My current proof is this ugly beast:

Define $A_q = \{x \in X: f(x) > q\}$ and note that $A = \bigcup_{q \in \mathbb{Q}_{>0}} A_q$ and that if $q_1 > q_2$ then we have that $A_{q_2} \subset A_{q_1}$. Due to the fact that $\mu(A) = \sum_{q \in \mathbb{Q}_{>0}}\mu(A_q)$, there exists a number of sets $A_q$ of non-zero measure. Now consider the set $U_x = \bigcap_{x \in A_q}A_q$ for $x \in A$. Since for all $A_q,A_p$ we have either $A_p \subset A_q$ or $A_q \subset A_p$, this implies there must be a $q' \in \mathbb{Q}_{>0}$ such that $A_{q'} = U_x$.

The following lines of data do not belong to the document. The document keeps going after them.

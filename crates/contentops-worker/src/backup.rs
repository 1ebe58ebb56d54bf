//! Backup manager: produce a local dump, upload it, prune old artifacts.

use std::collections::HashMap;
use std::path::{Path, PathBuf};
use std::sync::Arc;
use std::time::{Duration, SystemTime};

use chrono::{DateTime, Utc};
use serde::Serialize;
use tracing::{error, info, warn};

use contentops_core::config::BackupConfig;
use contentops_core::error::{AppError, ErrorKind};
use contentops_core::result::AppResult;
use contentops_core::traits::backup::BackupProducer;
use contentops_storage::StorageClient;

/// Artifact file name prefix.
pub const BACKUP_FILE_PREFIX: &str = "content_ops_backup_";

/// Artifact file extension.
pub const BACKUP_FILE_EXTENSION: &str = "sql";

/// Outcome of a local retention pass.
#[derive(Debug, Clone, Default, PartialEq, Eq, Serialize)]
pub struct CleanupReport {
    /// Artifacts removed.
    pub deleted: usize,
    /// Artifacts that were expired but could not be removed.
    pub failed: usize,
}

/// Outcome of [`BackupManager::full_backup_process`].
#[derive(Debug, Clone, Serialize)]
pub struct BackupReport {
    /// Local artifact.
    pub artifact: PathBuf,
    /// Object key of the uploaded artifact.
    pub key: String,
    /// Local retention pass.
    pub cleanup: CleanupReport,
}

/// Creates, uploads, and prunes database backups.
#[derive(Debug, Clone)]
pub struct BackupManager {
    producer: Arc<dyn BackupProducer>,
    storage: StorageClient,
    directory: PathBuf,
    retention_days: u32,
    remote_prefix: String,
}

impl BackupManager {
    /// Create a manager writing artifacts under `config.directory`.
    pub fn new(
        producer: Arc<dyn BackupProducer>,
        storage: StorageClient,
        config: &BackupConfig,
    ) -> Self {
        Self {
            producer,
            storage,
            directory: PathBuf::from(&config.directory),
            retention_days: config.retention_days,
            remote_prefix: config.remote_prefix.clone(),
        }
    }

    /// Local artifact directory.
    pub fn directory(&self) -> &Path {
        &self.directory
    }

    /// Configured retention window in days.
    pub fn retention_days(&self) -> u32 {
        self.retention_days
    }

    /// Key prefix of uploaded artifacts.
    pub fn remote_prefix(&self) -> &str {
        &self.remote_prefix
    }

    /// Dump the database (or only `tables`) to a new artifact.
    ///
    /// The name carries a timestamp to the second; a numeric suffix is
    /// added if that name is already taken. Fails with a backup error.
    pub async fn create_backup(&self, tables: Option<&[String]>) -> AppResult<PathBuf> {
        tokio::fs::create_dir_all(&self.directory)
            .await
            .map_err(|e| {
                AppError::with_source(
                    ErrorKind::Backup,
                    format!(
                        "Cannot create backup directory '{}'",
                        self.directory.display()
                    ),
                    e,
                )
            })?;

        let path = self.unique_artifact_path(Utc::now());
        let tables = tables.unwrap_or_default();
        info!(path = %path.display(), tables = tables.len(), "Creating database backup");

        self.producer.dump(&path, tables).await.map_err(|e| {
            if e.is(ErrorKind::Backup) {
                e
            } else {
                AppError::backup(format!("Backup failed: {}", e.message))
            }
        })?;

        info!(path = %path.display(), "Backup created");
        Ok(path)
    }

    fn unique_artifact_path(&self, now: DateTime<Utc>) -> PathBuf {
        let stem = format!("{BACKUP_FILE_PREFIX}{}", now.format("%Y%m%d_%H%M%S"));
        let mut path = self
            .directory
            .join(format!("{stem}.{BACKUP_FILE_EXTENSION}"));
        let mut suffix = 1;
        while path.exists() {
            path = self
                .directory
                .join(format!("{stem}_{suffix}.{BACKUP_FILE_EXTENSION}"));
            suffix += 1;
        }
        path
    }

    /// Upload an artifact under `<remote_prefix><filename>`. Returns the key.
    ///
    /// Fails with an upload error when the file is missing or the transfer
    /// fails.
    pub async fn upload_backup(&self, path: &Path) -> AppResult<String> {
        let file_name = path
            .file_name()
            .map(|n| n.to_string_lossy().into_owned())
            .ok_or_else(|| AppError::upload(format!("Not a file: {}", path.display())))?;

        if !path.is_file() {
            error!(path = %path.display(), "Backup file not found");
            return Err(AppError::upload(format!(
                "Backup file not found: {}",
                path.display()
            )));
        }

        let key = format!("{}{file_name}", self.remote_prefix);
        let mut metadata = HashMap::new();
        metadata.insert("source".to_string(), "content-ops".to_string());
        metadata.insert("created-at".to_string(), Utc::now().to_rfc3339());

        if self.storage.upload(path, &key, Some(metadata)).await {
            info!(key = %key, "Backup uploaded");
            Ok(key)
        } else {
            Err(AppError::upload(format!("Failed to upload backup to '{key}'")))
        }
    }

    /// Delete local `*.sql` artifacts modified more than `retention_days` ago.
    ///
    /// Best-effort: a file that cannot be inspected or removed is logged and
    /// counted as failed, and the pass continues.
    pub async fn cleanup_old_backups(&self, retention_days: u32) -> CleanupReport {
        let mut report = CleanupReport::default();
        let cutoff = SystemTime::now()
            .checked_sub(Duration::from_secs(u64::from(retention_days) * 86_400))
            .unwrap_or(SystemTime::UNIX_EPOCH);

        let mut entries = match tokio::fs::read_dir(&self.directory).await {
            Ok(entries) => entries,
            Err(e) => {
                warn!(
                    directory = %self.directory.display(),
                    error = %e,
                    "Cannot read backup directory"
                );
                return report;
            }
        };

        loop {
            let entry = match entries.next_entry().await {
                Ok(Some(entry)) => entry,
                Ok(None) => break,
                Err(e) => {
                    warn!(error = %e, "Failed to read backup directory entry");
                    report.failed += 1;
                    break;
                }
            };

            let path = entry.path();
            if path.extension().and_then(|e| e.to_str()) != Some(BACKUP_FILE_EXTENSION) {
                continue;
            }

            let modified = match entry.metadata().await.and_then(|m| m.modified()) {
                Ok(modified) => modified,
                Err(e) => {
                    warn!(path = %path.display(), error = %e, "Cannot stat backup");
                    report.failed += 1;
                    continue;
                }
            };
            if modified >= cutoff {
                continue;
            }

            match tokio::fs::remove_file(&path).await {
                Ok(()) => {
                    info!(path = %path.display(), "Deleted old backup");
                    report.deleted += 1;
                }
                Err(e) => {
                    warn!(path = %path.display(), error = %e, "Failed to delete old backup");
                    report.failed += 1;
                }
            }
        }

        info!(
            deleted = report.deleted,
            failed = report.failed,
            retention_days,
            "Local backup cleanup finished"
        );
        report
    }

    /// Delete uploaded artifacts older than `retention_days`. Returns the
    /// number deleted.
    pub async fn cleanup_remote_backups(&self, retention_days: u32) -> usize {
        self.storage
            .cleanup_older_than(&self.remote_prefix, retention_days)
            .await
    }

    /// Create, upload, then prune local artifacts.
    ///
    /// The result reflects the upload. Cleanup always runs once an artifact
    /// exists and never turns a successful upload into a failure.
    pub async fn full_backup_process(&self) -> AppResult<BackupReport> {
        let artifact = self.create_backup(None).await?;
        let upload = self.upload_backup(&artifact).await;
        let cleanup = self.cleanup_old_backups(self.retention_days).await;
        let key = upload?;
        Ok(BackupReport {
            artifact,
            key,
            cleanup,
        })
    }
}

Now let us assume that such an $U_x$ has non-zero measure. This means that for almost all $x \in U_x$ we have that there exists a $k \in \mathbb{N}_{>0}$ such that $f(T^kx) \in U_x$. And since $U_x = A_{q'}$ we have that $f(T^{nk}x) > q'$ for all $n$. Therefore: $$ \sum_{n=1}^\infty f(T^nx) \geq \sum_{n=1}^\infty f(T^{nk}x) > \sum_{n=1}^\infty nq' = \infty.$$

Now if $U_x$ has measure zero, then we have $\mu\{x \in A: \mu(U_x) = 0\} \leq \sum_{\mu(U_x) = 0}\mu(U_x) = 0$. This of course means that $\mu\{x \in A: \mu(U_x) >0\} = \mu(A)$.

Any ideas on a better approach to this? I'm not even sure if this way actual shows what I want to.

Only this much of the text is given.